= Task objective =
Among the records that follow, set down only the lines from the one containing "pub fn declared_bounds(&self)" to the one containing "use crate::confidence::bounds::hoeffding_half_width;", both included, exactly.

Collected data entries

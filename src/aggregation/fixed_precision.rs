use crate::aggregation::{ConfidenceAggregationFunction, ConfidenceEstimator, Estimate, Estimator};
use crate::confidence::ConfidenceError;

/// Pulls values from a source until the error bound reaches a target precision.
///
/// Each item is the estimate after one more value. Iteration ends when the
/// source is exhausted or once an estimate with `epsilon <= target` has been
/// yielded. A non-finite value produces a single `Err` item and is otherwise
/// skipped, so the caller can decide whether to keep going. While the strategy
/// cannot bound the values seen so far, items carry an infinite `epsilon`.
///
/// A deterministic bound never moves: if it starts above the target, an
/// unbounded source is consumed forever.
pub struct FixedPrecision<I> {
    estimator: ConfidenceEstimator,
    target: f64,
    source: I,
}

impl<I: Iterator<Item = f64>> FixedPrecision<I> {
    pub fn new<S>(
        function: ConfidenceAggregationFunction,
        target: f64,
        source: S,
    ) -> Result<Self, ConfidenceError>
    where
        S: IntoIterator<IntoIter = I>,
    {
        if !target.is_finite() || target <= 0.0 {
            return Err(ConfidenceError::InvalidPrecision(target));
        }
        Ok(Self {
            estimator: ConfidenceEstimator::new(function),
            target,
            source: source.into_iter(),
        })
    }

    #[inline]
    pub fn target(&self) -> f64 {
        self.target
    }

    /// Whether the current bound already satisfies the target.
    pub fn reached(&self) -> bool {
        matches!(self.estimator.epsilon(), Ok(e) if e <= self.target)
    }

    pub fn estimator(&self) -> &ConfidenceEstimator {
        &self.estimator
    }

    pub fn into_estimator(self) -> ConfidenceEstimator {
        self.estimator
    }
}

impl<I: Iterator<Item = f64>> Iterator for FixedPrecision<I> {
    type Item = Result<Estimate, ConfidenceError>;

    fn next(&mut self) -> Option<Self::Item> {
        if self.reached() {
            return None;
        }
        let v = self.source.next()?;
        let step = self.estimator.add(v).and_then(|()| {
            self.estimator
                .estimate_or_unbounded()
                .ok_or(ConfidenceError::NoObservations)
        });
        if let Ok(est) = &step {
            if est.epsilon <= self.target {
                log::debug!("target precision {} reached: {est}", self.target);
            }
        }
        Some(step)
    }
}

pub trait FixedPrecisionExt: Iterator<Item = f64> + Sized {
    /// Shorthand for [`FixedPrecision::new`] over `self`.
    fn until_precision(
        self,
        function: ConfidenceAggregationFunction,
        target: f64,
    ) -> Result<FixedPrecision<Self>, ConfidenceError> {
        FixedPrecision::new(function, target, self)
    }
}

impl<T: Iterator<Item = f64>> FixedPrecisionExt for T {}
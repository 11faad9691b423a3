use serde::{Deserialize, Serialize};
use std::fmt::{Display, Formatter, Result};

/// Reported state of a running average: `mean ± epsilon` with probability
/// `confidence`.
#[derive(Debug, Clone, Copy, PartialEq, Serialize, Deserialize)]
pub struct Estimate {
    pub count: u64,
    pub mean: f64,
    pub epsilon: f64,
    pub confidence: f64,
}

impl Estimate {
    #[inline]
    pub fn lower(&self) -> f64 {
        self.mean - self.epsilon
    }

    #[inline]
    pub fn upper(&self) -> f64 {
        self.mean + self.epsilon
    }

    pub fn contains(&self, x: f64) -> bool {
        x >= self.lower() && x <= self.upper()
    }
}

impl Display for Estimate {
    fn fmt(&self, f: &mut Formatter<'_>) -> Result {
        write!(
            f,
            "n={}, mean={:.6} ± {:.6} (confidence {})",
            self.count, self.mean, self.epsilon, self.confidence
        )
    }
}
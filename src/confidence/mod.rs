//! Error bounds for running averages.
//!
//! Each strategy is a pure function of the confidence level, the number of
//! observations and the value domain. [`BoundStrategy`] closes over the
//! parameters a strategy needs and dispatches to it.

mod bound_strategy;
pub(crate) mod bounds;
pub mod conservative;
pub mod deterministic;
mod error;
pub mod large_sample;

pub use bound_strategy::BoundStrategy;
pub use bounds::{Bounds, check_confidence};
pub use error::{ConfidenceError, ErrorKind};
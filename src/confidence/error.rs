use thiserror::Error;

/// Broad category of a [`ConfidenceError`].
#[derive(Debug, Clone, Copy, PartialEq, Eq)]
pub enum ErrorKind {
    /// Rejected construction parameters.
    Configuration,
    /// A value or count the math cannot work with.
    Domain,
    /// An accessor queried before the estimator could answer.
    State,
}

#[derive(Debug, Clone, PartialEq, Error)]
pub enum ConfidenceError {
    #[error("confidence level must lie strictly between 0 and 1, got {0}")]
    ConfidenceOutOfRange(f64),

    #[error("invalid value bounds: lower={lower}, upper={upper}")]
    InvalidBounds { lower: f64, upper: f64 },

    #[error("planned sample count must be > 0")]
    ZeroPlannedSamples,

    #[error("target precision must be finite and > 0, got {0}")]
    InvalidPrecision(f64),

    #[error("observed value is not finite: {0}")]
    NonFiniteValue(f64),

    #[error("error bound requires at least one observation")]
    NoObservations,

    #[error("epsilon is undefined before the first observation")]
    EpsilonUnavailable,
}

impl ConfidenceError {
    pub fn kind(&self) -> ErrorKind {
        match self {
            Self::ConfidenceOutOfRange(_)
            | Self::InvalidBounds { .. }
            | Self::ZeroPlannedSamples
            | Self::InvalidPrecision(_) => ErrorKind::Configuration,
            Self::NonFiniteValue(_) | Self::NoObservations => ErrorKind::Domain,
            Self::EpsilonUnavailable => ErrorKind::State,
        }
    }
}
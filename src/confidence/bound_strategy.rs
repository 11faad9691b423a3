use crate::confidence::{Bounds, ConfidenceError, conservative, deterministic, large_sample};

/// Rule used to turn a sample count into an error half-width.
#[derive(Debug, Clone, Copy, PartialEq)]
pub enum BoundStrategy {
    /// CLT-based bound. Without explicit bounds the observed value range is
    /// used as the domain; no bound exists until that range has positive width.
    LargeSample { bounds: Option<Bounds> },
    /// Distribution-free Hoeffding bound over a known domain.
    Conservative { bounds: Bounds },
    /// Bound fixed in advance for a planned number of samples.
    Deterministic { bounds: Bounds, planned: u64 },
}

impl BoundStrategy {
    /// Half-width after `n_seen` observations.
    ///
    /// `observed` is the value range seen so far; only `LargeSample` without
    /// explicit bounds reads it.
    pub fn epsilon(
        &self,
        confidence: f64,
        n_seen: u64,
        observed: Option<Bounds>,
    ) -> Result<f64, ConfidenceError> {
        match *self {
            Self::LargeSample { bounds } => {
                let domain = match (bounds, observed) {
                    (Some(declared), _) => declared,
                    (None, Some(range)) if range.width() > 0.0 => range,
                    (None, Some(_)) => return Err(ConfidenceError::EpsilonUnavailable),
                    (None, None) => return Err(ConfidenceError::NoObservations),
                };
                large_sample::average(confidence, n_seen, domain)
            }
            Self::Conservative { bounds } => conservative::average(confidence, n_seen, bounds),
            Self::Deterministic { bounds, planned } => {
                deterministic::average(confidence, bounds, planned)
            }
        }
    }

    /// Whether the bound moves as observations arrive.
    #[inline]
    pub fn depends_on_data(&self) -> bool {
        !matches!(self, Self::Deterministic { .. })
    }

    /// Declared value domain, if the strategy carries one.
    pub fn declared_bounds(&self) -> Option<Bounds> {
        match *self {
            Self::LargeSample { bounds } => bounds,
            Self::Conservative { bounds } | Self::Deterministic { bounds, .. } => Some(bounds),
        }
    }

    pub fn name(&self) -> &'static str {
        match self {
            Self::LargeSample { .. } => "large-sample",
            Self::Conservative { .. } => "conservative",
            Self::Deterministic { .. } => "deterministic",
        }
    }
}
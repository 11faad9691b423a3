//! Conservative (distribution-free) confidence bounds for running averages.
//!
//! Built on Hoeffding's inequality: for `n` independent values confined to
//! `[lo, hi]`, `P(|mean - mu| >= eps) <= 2 exp(-2 n eps^2 / (hi - lo)^2)`.
//! Solving for `eps` at error probability `1 - confidence` gives the width
//! returned here. No distributional assumption is made and the bound holds for
//! every `n >= 1`, provided the true domain really is `[lo, hi]`.

use crate::confidence::bounds::hoeffding_half_width;
use crate::confidence::{Bounds, ConfidenceError};

pub fn average(confidence: f64, n_seen: u64, bounds: Bounds) -> Result<f64, ConfidenceError> {
    hoeffding_half_width(confidence, n_seen, bounds)
}
use crate::aggregation::ConfidenceAggregationFunction;
use crate::config::BoundChoice;
use anyhow::{Context, Result};
use std::fs;
use std::path::Path;

/// Reads a [`BoundChoice`] from a JSON file.
pub fn load_bound_choice<P: AsRef<Path>>(path: P) -> Result<BoundChoice> {
    let path = path.as_ref();
    let text = fs::read_to_string(path)
        .with_context(|| format!("failed to read estimator config '{}'", path.display()))?;
    serde_json::from_str(&text)
        .with_context(|| format!("failed to parse estimator config '{}'", path.display()))
}

/// Reads a [`BoundChoice`] from a JSON file and builds the estimator it describes.
pub fn load_estimator<P: AsRef<Path>>(path: P) -> Result<ConfidenceAggregationFunction> {
    let path = path.as_ref();
    let choice = load_bound_choice(path)?;
    let function = choice
        .build()
        .with_context(|| format!("invalid estimator config '{}'", path.display()))?;
    Ok(function)
}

= Your response =
    pub fn declared_bounds(&self) -> Option<Bounds> {
        match *self {
            Self::LargeSample { bounds } => bounds,
            Self::Conservative { bounds } | Self::Deterministic { bounds, .. } => Some(bounds),
        }
    }

    pub fn name(&self) -> &'static str {
        match self {
            Self::LargeSample { .. } => "large-sample",
            Self::Conservative { .. } => "conservative",
            Self::Deterministic { .. } => "deterministic",
        }
    }
}
repository 11faad9691b423a3
//! Conservative (distribution-free) confidence bounds for running averages.
//!
//! Built on Hoeffding's inequality: for `n` independent values confined to
//! `[lo, hi]`, `P(|mean - mu| >= eps) <= 2 exp(-2 n eps^2 / (hi - lo)^2)`.
//! Solving for `eps` at error probability `1 - confidence` gives the width
//! returned here. No distributional assumption is made and the bound holds for
//! every `n >= 1`, provided the true domain really is `[lo, hi]`.

use crate::confidence::bounds::hoeffding_half_width;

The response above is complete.